DER ANTITERRORKRIEG DROHT ZUM ANTIARABISCHEN KRIEG ZU WERDEN: Palästina wird allein gelassen
Vor den Terroranschlägen in den USA war die Lage im Nahen Osten trist. Jetzt ist sie total hoffnungslos. Washington wird sehr bald in einen totalen Krieg gegen den islamistischen Terrorismus ziehen. Die Vorstellung ist nicht realistisch, dass man dabei eine klare Trennung zwischen einer fanatischen Minderheit und der Mehrheit der islamischen Welt, die nichts mit dem Terror zu tun hat, vollziehen kann. So besteht die akute Gefahr, dass aus dem Krieg gegen den Terrorismus ein Krieg gegen die islamischen Völker wird und dass sich die US-Administration endgültig von der Suche nach einer gerechten Lösung des Nahostkonfliktes verabschiedet. Die Folgen wären fatal.

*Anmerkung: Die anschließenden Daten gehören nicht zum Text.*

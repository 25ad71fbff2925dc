use super::cursor::{WatchCursor, WatchState};
use super::error::Result;
use super::state::{HistoryRecord, LedgerEntry, LedgerKey, Transition};

/// Durable per-(partition, item, destination) state store.
///
/// The trait is object-safe so workers, watchers and the status API can
/// share one `Arc<dyn Ledger>`. Watcher metadata lives in the same store.
pub trait Ledger: WatchStore {
    /// Current entry for a key, if any
    fn get(&self, key: &LedgerKey) -> Result<Option<LedgerEntry>>;

    /// Validate and apply one transition atomically.
    ///
    /// Upserts to different keys never block each other; upserts to the same
    /// key are serialized. Fails with `InvalidTransition` when the state
    /// machine does not permit the change.
    fn upsert(&self, key: &LedgerKey, transition: Transition) -> Result<LedgerEntry>;

    /// Consistent snapshot of every entry of one partition
    fn list_by_partition(&self, partition: &str) -> Result<Vec<LedgerEntry>>;

    /// Every partition that has been bound to a destination list
    fn partitions(&self) -> Result<Vec<String>>;

    /// Applied transitions of one key, oldest first
    fn history(&self, key: &LedgerKey) -> Result<Vec<HistoryRecord>>;

    /// Record the destination list of a partition on first use and refuse a
    /// different list afterwards.
    fn bind_destinations(&self, partition: &str, destinations: &[String]) -> Result<()>;
}

/// Persistence for watcher cursors and cycle reports
pub trait WatchStore: Send + Sync {
    fn load_cursor(&self, watcher: &str) -> Result<Option<WatchCursor>>;

    fn save_cursor(&self, watcher: &str, cursor: &WatchCursor) -> Result<()>;

    fn load_watch_state(&self, watcher: &str) -> Result<Option<WatchState>>;

    fn save_watch_state(&self, watcher: &str, state: &WatchState) -> Result<()>;
}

Die Eskalation der Gewalt in den besetzten Gebieten nach den Terroranschlägen hat der Weltöffentlichkeit dafür eine Kostprobe serviert. Der israelische Premier Ariel Scharon nutzt die Gunst der Stunde. Er versucht, seine Gewaltpolitik gegen die Palästinenser zu intensivieren und sich als Kämpfer gegen den Terrorismus zu profilieren. In den letzten Tagen wurden zahlreiche Palästinenser getötet und verwundet, obwohl die Gewalt in den palästinensischen Gebieten einigermaßen zurückgegangen ist. Auch das geplante Treffen zwischen Israels Außenminister Schimon Peres und Palästinenserpräsident Jassir Arafat fiel dieser Politik zum Opfer. Die Sackgasse ist perfekt. Die endgültige Besatzung der Autonomiegebiete durch Israels Armee rückt immer näher.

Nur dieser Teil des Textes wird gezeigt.